Amnesty International has accused Balkan countries of mistreating migrants passing through their territories on the way to the European Union, saying people fleeing war are being "shamefully let down."
"Thousands of refugees, asylum seekers, and migrants -- including children -- making dangerous journeys across the Balkans are suffering violent abuse and extortion at the hands of the authorities and criminal gangs," the rights group said in a report.
Migrants fleeing war, poverty, and persecution are being "shamefully let down by a failing EU asylum and migration system which leaves them trapped without protection in Serbia and Macedonia," the London-based group said.
"As increasing numbers of vulnerable refugees, asylum-seekers, and migrants become trapped in a Balkan no-man's land, the pressures on Serbia and Macedonia are mounting," said Gauri van Gulik, Amnesty's deputy director for Europe and Central Asia.
He called the Balkan countries "a sink for the overflow of refugees and migrants that nobody in the EU seems willing to receive."
Many migrants told the rights group that they have been forced to pay bribes of up to 100 euros to police while passing through the Balkans.
Last month, Serbian police arrested 29 police officers and nine customs officials suspected of corruption and abuse of power, accusing them of taking bribes to let migrants illegally pass through the border to Hungary.
But even with such efforts, "Serbia and Macedonia have to do much more to respect migrants and refugees' rights," van Gulik said.
Still, "it is impossible to separate the human rights violations there from the broader pressures of the flow of migrants and refugees into and through the EU, and a failed EU migration system."
The number of migrants and refugees from Syria, Afghanistan, Egypt, Eritrea, Iraq, Nigeria, Somalia, Sudan, and Tunisia, traveling overland through the Balkans on their way to EU, has dramatically increased in recent years.
The number of people apprehended crossing the Serbia-Hungary border alone has risen by more than 2,500 percent since 2010 -- from 2,370 to 60,602, Amnesty said.
The journey takes them by sea from Turkey to Greece and then overland across Macedonia and Serbia towards EU-member Hungary, a route that is increasingly used as it is considered less deadly than sailing across the Mediterranean from Libya.
More than 1,800 people have been killed attempting to cross the Mediterranean this year alone, according to the United Nations.
The growing popularity of the Balkan route prompted Hungary's parliament recently to pass legislation tightening asylum rules and authorizing the building of a fence along the country's southern border with Serbia to stem the flow of illegal migrants.
Amnesty's report is based on four research missions to Serbia, Hungary, Greece, and Macedonia between July 2014 and March 2015, and interviews with more than 100 refugees and migrants.

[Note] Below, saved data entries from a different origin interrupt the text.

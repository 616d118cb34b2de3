//! Pure transformations from parsed datasets to emit-ready series.

pub mod aggregate;
pub mod reconcile;

pub use aggregate::ResolutionAggregator;
pub use reconcile::{Reconciler, Reconciliation, ReconciliationWarning};
impl Reconciler {
    pub fn new(tolerance: f64) -> Self {
        Self {
            tolerance,
            range: None,
        }
    }

    pub fn with_range(mut self, range: Option<DateRange>) -> Self {
        self.range = range;
        self
    }

    pub fn reconcile_channel(&self, datasets: &[Dataset], channel: Channel) -> Result<Reconciliation, PipelineError> {
        let (anchors, deltas) = self.select(datasets, channel)?;
        let mut warnings = Vec::new();

        let resolution = series_resolution(&anchors, &deltas);
        let low_confidence = anchors.is_empty();
        if low_confidence {
            warn!(%channel, "no anchors, series counts up from zero");
            warnings.push(ReconciliationWarning::NoAnchors { channel });
        }

        let mut samples: BTreeMap<PrimitiveDateTime, f64> = BTreeMap::new();
        let first_anchor = anchors.first().copied();

        // Deltas up to the first anchor hang off it backwards; with no
        // anchor they count up from zero.
        let split = match first_anchor {
            Some(a) => deltas.partition_point(|d| d.at <= a.at),
            None => deltas.len(),
        };
        let (leading, trailing) = deltas.split_at(split);
        if let Some(first) = leading.first() {
            let total: f64 = leading.iter().map(|d| d.value).sum();
            let mut value = first_anchor.map_or(0.0, |a| a.value - total);
            samples.insert(first.start(), value);
            for d in leading {
                value += d.value;
                samples.insert(d.at, value);
            }
        }

        if let Some(first) = first_anchor {
            samples.insert(first.at, first.value);
            self.walk(channel, first, &anchors[1..], trailing, &mut samples, &mut warnings);
        }

        // Back-derived opening samples may fall before the range start.
        if let Some(range) = self.range {
            samples.retain(|at, _| range.contains(*at));
        }

        let samples: Vec<Sample> = samples.into_iter().map(|(at, value)| Sample::new(at, value)).collect();
        debug!(%channel, samples = samples.len(), anchors = anchors.len(), deltas = deltas.len(), "channel reconciled");

        Ok(Reconciliation {
            series: ReconciledSeries::new(channel, resolution, samples, low_confidence),
            warnings,
        })
    }

    /// Range-filtered, conflict-free anchors and deltas of `channel`, each
    /// sorted by timestamp.
    fn select(&self, datasets: &[Dataset], channel: Channel) -> Result<(Vec<Reading>, Vec<Reading>), PipelineError> {
        let mut candidates: Vec<Ranked<'_>> = datasets
            .iter()
            .flat_map(|ds| {
                let priority = ds.format().priority();
                let fingerprint = ds.fingerprint();
                ds.readings(channel).iter().map(move |r| Ranked {
                    reading: *r,
                    priority,
                    fingerprint,
                })
            })
            .filter(|c| self.range.map_or(true, |range| range.contains(c.reading.at)))
            .collect();

        if candidates.is_empty() {
            return Err(PipelineError::NoData(format!("{channel} channel has no readings")));
        }

        candidates.sort_by(|a, b| a.precedence(b).then_with(|| a.reading.at.cmp(&b.reading.at)));

        let mut anchors: BTreeMap<PrimitiveDateTime, Reading> = BTreeMap::new();
        // start -> end of every accepted delta interval; never overlapping.
        let mut covered: BTreeMap<PrimitiveDateTime, (PrimitiveDateTime, Reading)> = BTreeMap::new();
        let mut dropped = 0u64;

        for c in &candidates {
            let r = c.reading;
            if r.is_anchor() {
                if anchors.contains_key(&r.at) {
                    dropped += 1;
                } else {
                    anchors.insert(r.at, r);
                }
                continue;
            }

            let (start, end) = (r.start(), r.at);
            let overlaps = covered
                .range(..end)
                .next_back()
                .is_some_and(|(_, (prev_end, _))| *prev_end > start);
            if overlaps {
                dropped += 1;
            } else {
                covered.insert(start, (end, r));
            }
        }

        if dropped > 0 {
            debug!(%channel, dropped, "duplicate readings dropped");
            metrics::counter!("reconcile_duplicates_dropped_total").increment(dropped);
        }

        let anchors = anchors.into_values().collect();
        let deltas = covered.into_values().map(|(_, r)| r).collect();
        Ok((anchors, deltas))
    }

    /// Walks everything after the first anchor in time order, deltas before
    /// an anchor at the same instant.
    fn walk(
        &self,
        channel: Channel,
        first: Reading,
        anchors: &[Reading],
        deltas: &[Reading],
        samples: &mut BTreeMap<PrimitiveDateTime, f64>,
        warnings: &mut Vec<ReconciliationWarning>,
    ) {
        let mut last_anchor = first;
        let mut running = first.value;
        let mut window: Vec<PrimitiveDateTime> = Vec::new();
        let mut contiguous = true;
        let mut cursor = first.at;

        let mut deltas = deltas.iter().peekable();
        let mut anchors = anchors.iter().peekable();

        loop {
            let take_delta = match (deltas.peek(), anchors.peek()) {
                (Some(d), Some(a)) => d.at <= a.at,
                (Some(_), None) => true,
                (None, Some(_)) => false,
                (None, None) => break,
            };

            if take_delta {
                let Some(d) = deltas.next() else { break };
                contiguous &= d.start() == cursor;
                cursor = d.at;
                running += d.value;
                samples.insert(d.at, running);
                window.push(d.at);
                continue;
            }

            let Some(&anchor) = anchors.next() else { break };
            if anchor.value + REGISTER_EPSILON < last_anchor.value {
                warn!(%channel, at = %anchor.at, value = anchor.value, previous = last_anchor.value, "anchor regression ignored");
                warnings.push(ReconciliationWarning::AnchorRegression {
                    channel,
                    at: anchor.at,
                    value: anchor.value,
                    previous: last_anchor.value,
                });
                continue;
            }

            if !window.is_empty() {
                contiguous &= cursor == anchor.at;
                self.check_window(channel, last_anchor, anchor, running, contiguous, warnings);
                if running > anchor.value {
                    for at in &window {
                        if let Some(v) = samples.get_mut(at) {
                            *v = v.min(anchor.value);
                        }
                    }
                }
            }

            samples.insert(anchor.at, anchor.value);
            running = anchor.value;
            last_anchor = anchor;
            window.clear();
            contiguous = true;
            cursor = anchor.at;
        }
    }

    fn check_window(
        &self,
        channel: Channel,
        opening: Reading,
        closing: Reading,
        expected: f64,
        complete: bool,
        warnings: &mut Vec<ReconciliationWarning>,
    ) {
        let magnitude = closing.value - expected;
        if magnitude.abs() <= self.tolerance {
            return;
        }

        warn!(
            %channel,
            window_start = %opening.at,
            window_end = %closing.at,
            expected,
            anchor = closing.value,
            magnitude,
            complete,
            "reconciliation drift, snapping to anchor"
        );
        metrics::counter!("reconcile_drift_warnings_total").increment(1);
        warnings.push(ReconciliationWarning::Drift {
            channel,
            window_start: opening.at,
            window_end: closing.at,
            expected,
            anchor: closing.value,
            magnitude,
            complete,
        });
    }
}

/// Smallest delta interval, else smallest anchor spacing, else one day.
fn series_resolution(anchors: &[Reading], deltas: &[Reading]) -> Duration {
    deltas
        .iter()
        .filter_map(Reading::interval)
        .min()
        .or_else(|| anchors.windows(2).map(|w| w[1].at - w[0].at).min())
        .unwrap_or(Duration::DAY)
}
impl App {
    /// Builds the App and runs the first countdown tick at `now`.
    pub fn new<Tz: TimeZone>(
        config: &ShopConfig,
        services: Services,
        now: &DateTime<Tz>,
        started: Instant,
    ) -> Self {
        let mut app = Self {
            mode: AppMode::Browsing,
            products: config.products.clone(),
            selected_product: 0,
            selected_cart_row: 0,
            countdown: None,
            purchase_enabled: false,
            cart_view: CartView::default(),
            toast: None,
            help_scroll: 0,
            last_link: None,
            shop_name: config.shop_name.clone(),
            currency_symbol: config.currency_symbol.clone(),
            instagram_url: config.instagram_url.clone(),
            composer: config.composer(),
            launch: LaunchClock::starting_at(now),
            next_tick: Some(started + TICK_PERIOD),
            store: services.store,
            opener: services.opener,
            clipboard: services.clipboard,
        };
        info!(target_instant = %app.launch.target(), "countdown started");
        app.refresh_cart();
        app.tick(now);
        app
    }

    pub fn launch_state(&self) -> LaunchState {
        self.launch.state()
    }

    /// Whether the countdown tick is still scheduled.
    pub fn ticking(&self) -> bool {
        self.next_tick.is_some()
    }

    pub fn store(&self) -> &CartStore {
        &self.store
    }

    /// Advances the launch clock.
    ///
    /// The launch side effects run on the single tick that crosses the
    /// target, and the tick source is cancelled afterwards.
    pub fn tick<Tz: TimeZone>(&mut self, now: &DateTime<Tz>) {
        let outcome = self.launch.tick(now);
        self.countdown = outcome.countdown;
        if outcome.just_launched {
            self.on_launch();
        }
        if outcome.state == LaunchState::Launched {
            self.next_tick = None;
        }
    }

    fn on_launch(&mut self) {
        self.purchase_enabled = true;
        info!("storefront launched, purchasing enabled");
    }

    /// Handles timer wake-ups: a due countdown tick and toast expiry.
    pub fn on_timer<Tz: TimeZone>(&mut self, instant: Instant, now: &DateTime<Tz>) {
        if let Some(due) = self.next_tick {
            if instant >= due {
                self.next_tick = Some(instant + TICK_PERIOD);
                self.tick(now);
            }
        }

        let expired = self
            .toast
            .as_ref()
            .is_some_and(|toast| instant >= toast.shown_at + TOAST_DURATION);
        if expired {
            self.toast = None;
        }
    }

    /// Time until the next timer wake-up, or `None` when nothing is pending.
    pub fn poll_timeout(&self, instant: Instant) -> Option<Duration> {
        let toast_due = self.toast.as_ref().map(|t| t.shown_at + TOAST_DURATION);
        let due = match (self.next_tick, toast_due) {
            (Some(a), Some(b)) => Some(a.min(b)),
            (a, b) => a.or(b),
        };
        due.map(|due| due.saturating_duration_since(instant))
    }

    pub fn show_toast(&mut self, text: impl Into<String>) {
        self.toast = Some(Toast {
            text: text.into(),
            shown_at: Instant::now(),
        });
    }

    pub fn selected_product(&self) -> Option<&Product> {
        self.products.get(self.selected_product)
    }

    pub fn select_next_product(&mut self) {
        if self.selected_product + 1 < self.products.len() {
            self.selected_product += 1;
        }
    }

    pub fn select_previous_product(&mut self) {
        self.selected_product = self.selected_product.saturating_sub(1);
    }

    pub fn select_next_cart_row(&mut self) {
        if self.selected_cart_row + 1 < self.cart_view.rows.len() {
            self.selected_cart_row += 1;
        }
    }

    pub fn select_previous_cart_row(&mut self) {
        self.selected_cart_row = self.selected_cart_row.saturating_sub(1);
    }

    fn refresh_cart(&mut self) {
        let cart = self.store.load();
        self.apply_cart(&cart);
    }

    fn apply_cart(&mut self, cart: &Cart) {
        self.cart_view = CartView::project(cart, self.composer.currency_symbol());
        let rows = self.cart_view.rows.len();
        if self.selected_cart_row >= rows {
            self.selected_cart_row = rows.saturating_sub(1);
        }
    }

    fn apply_mutation(&mut self, result: ShopResult<Cart>) -> bool {
        match result {
            Ok(cart) => {
                self.apply_cart(&cart);
                true
            }
            Err(e) => {
                warn!(error = %e, "cart update failed");
                self.show_toast(format!("Could not save cart: {}", e));
                self.refresh_cart();
                false
            }
        }
    }

    pub fn add_selected_to_cart(&mut self) {
        if !self.purchase_enabled {
            self.show_toast("Available at launch");
            return;
        }
        let Some(product) = self.selected_product().cloned() else {
            return;
        };
        let result = self.store.add(&product.id, &product.name, product.price);
        if self.apply_mutation(result) {
            self.show_toast(format!("{} added to cart", product.name));
        }
    }

    fn selected_cart_id(&self) -> Option<String> {
        self.cart_view
            .rows
            .get(self.selected_cart_row)
            .map(|row| row.id.clone())
    }

    pub fn increment_selected(&mut self) {
        if let Some(id) = self.selected_cart_id() {
            let result = self.store.increment(&id);
            self.apply_mutation(result);
        }
    }

    pub fn decrement_selected(&mut self) {
        if let Some(id) = self.selected_cart_id() {
            let result = self.store.decrement(&id);
            self.apply_mutation(result);
        }
    }

    pub fn remove_selected(&mut self) {
        if let Some(id) = self.selected_cart_id() {
            let result = self.store.remove(&id);
            self.apply_mutation(result);
        }
    }

    pub fn clear_cart(&mut self) {
        if let Err(e) = self.store.clear() {
            warn!(error = %e, "clearing cart failed");
            self.show_toast(format!("Could not clear cart: {}", e));
        }
        self.refresh_cart();
    }

    pub fn open_cart(&mut self) {
        self.mode = AppMode::CartDrawer;
        self.refresh_cart();
    }

    pub fn close_cart(&mut self) {
        self.mode = AppMode::Browsing;
    }

    pub fn open_help(&mut self) {
        self.mode = AppMode::Help;
        self.help_scroll = 0;
    }

    pub fn close_help(&mut self) {
        self.mode = AppMode::Browsing;
    }

    /// Sends the cart as an order message. An empty cart only shows a notice.
    pub fn checkout(&mut self) {
        let cart = self.store.load();
        if cart.is_empty() {
            self.show_toast("Cart is empty");
            return;
        }
        let message = self.composer.compose_order(&cart);
        self.open_message(&message);
    }

    /// Hero "order on WhatsApp" action: the cart summary if there is one,
    /// otherwise a generic order greeting.
    pub fn order_via_chat(&mut self) {
        if !self.purchase_enabled {
            self.show_toast("Ordering opens at launch");
            return;
        }
        if self.store.load().is_empty() {
            let message = self.composer.generic_order_message();
            self.open_message(&message);
        } else {
            self.checkout();
        }
    }

    pub fn notify_selected(&mut self) {
        let Some(name) = self.selected_product().map(|p| p.name.clone()) else {
            return;
        };
        let message = self.composer.notify_product_message(&name);
        self.open_message(&message);
    }

    pub fn notify_launch(&mut self) {
        let message = self.composer.notify_launch_message();
        self.open_message(&message);
    }

    pub fn open_social(&mut self) {
        match Url::parse(&self.instagram_url) {
            Ok(url) => self.open_link(url),
            Err(e) => {
                warn!(error = %e, "invalid social link");
                self.show_toast("Social link is not configured");
            }
        }
    }

    /// Copies the last opened deep link to the clipboard.
    pub fn copy_last_link(&mut self) {
        let Some(url) = self.last_link.clone() else {
            self.show_toast("Nothing to copy yet");
            return;
        };
        match self.clipboard.copy(url.as_str()) {
            Ok(()) => self.show_toast("Link copied to clipboard"),
            Err(e) => {
                warn!(error = %e, "clipboard copy failed");
                self.show_toast(e.to_string());
            }
        }
    }

    fn open_message(&mut self, message: &str) {
        match self.composer.deep_link(message) {
            Ok(url) => self.open_link(url),
            Err(e) => {
                warn!(error = %e, "could not build deep link");
                self.show_toast(e.to_string());
            }
        }
    }

    fn open_link(&mut self, url: Url) {
        let result = self.opener.open(&url);
        self.last_link = Some(url);
        if let Err(e) = result {
            warn!(error = %e, "link opener failed");
            self.show_toast(format!("{} (press y to copy the link)", e));
        }
    }
}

Migrants reported being pushed, slapped, kicked, and beaten by Serbian police near the border with Hungary, and an Afghan refugee told Amnesty that "a woman who is five months pregnant was beaten."
Many migrants were reported to have been "arbitrarily detained by the authorities" for prolonged periods, without any legal safeguards or the opportunity to claim asylum.
In addition, refugees and migrants are also vulnerable to financial exploitation by smugglers and attacks by criminal groups, the report said.
Successful asylum applications in Serbia and Macedonia are very rare, with only one person granted refugee status in Serbia in 2014 and 10 in Macedonia, according to Amnesty.
Discouraged by the slow progress in processing their applications, most asylum seekers continue their journey into Hungary where they face further rights violations, Amnesty said.
"Those detected entering Hungary irregularly are routinely detained, often in overcrowded and degrading conditions, or ill-treated by police officers," according to the report.
Amnesty called for "a much broader rethink of EU migration and asylum policies."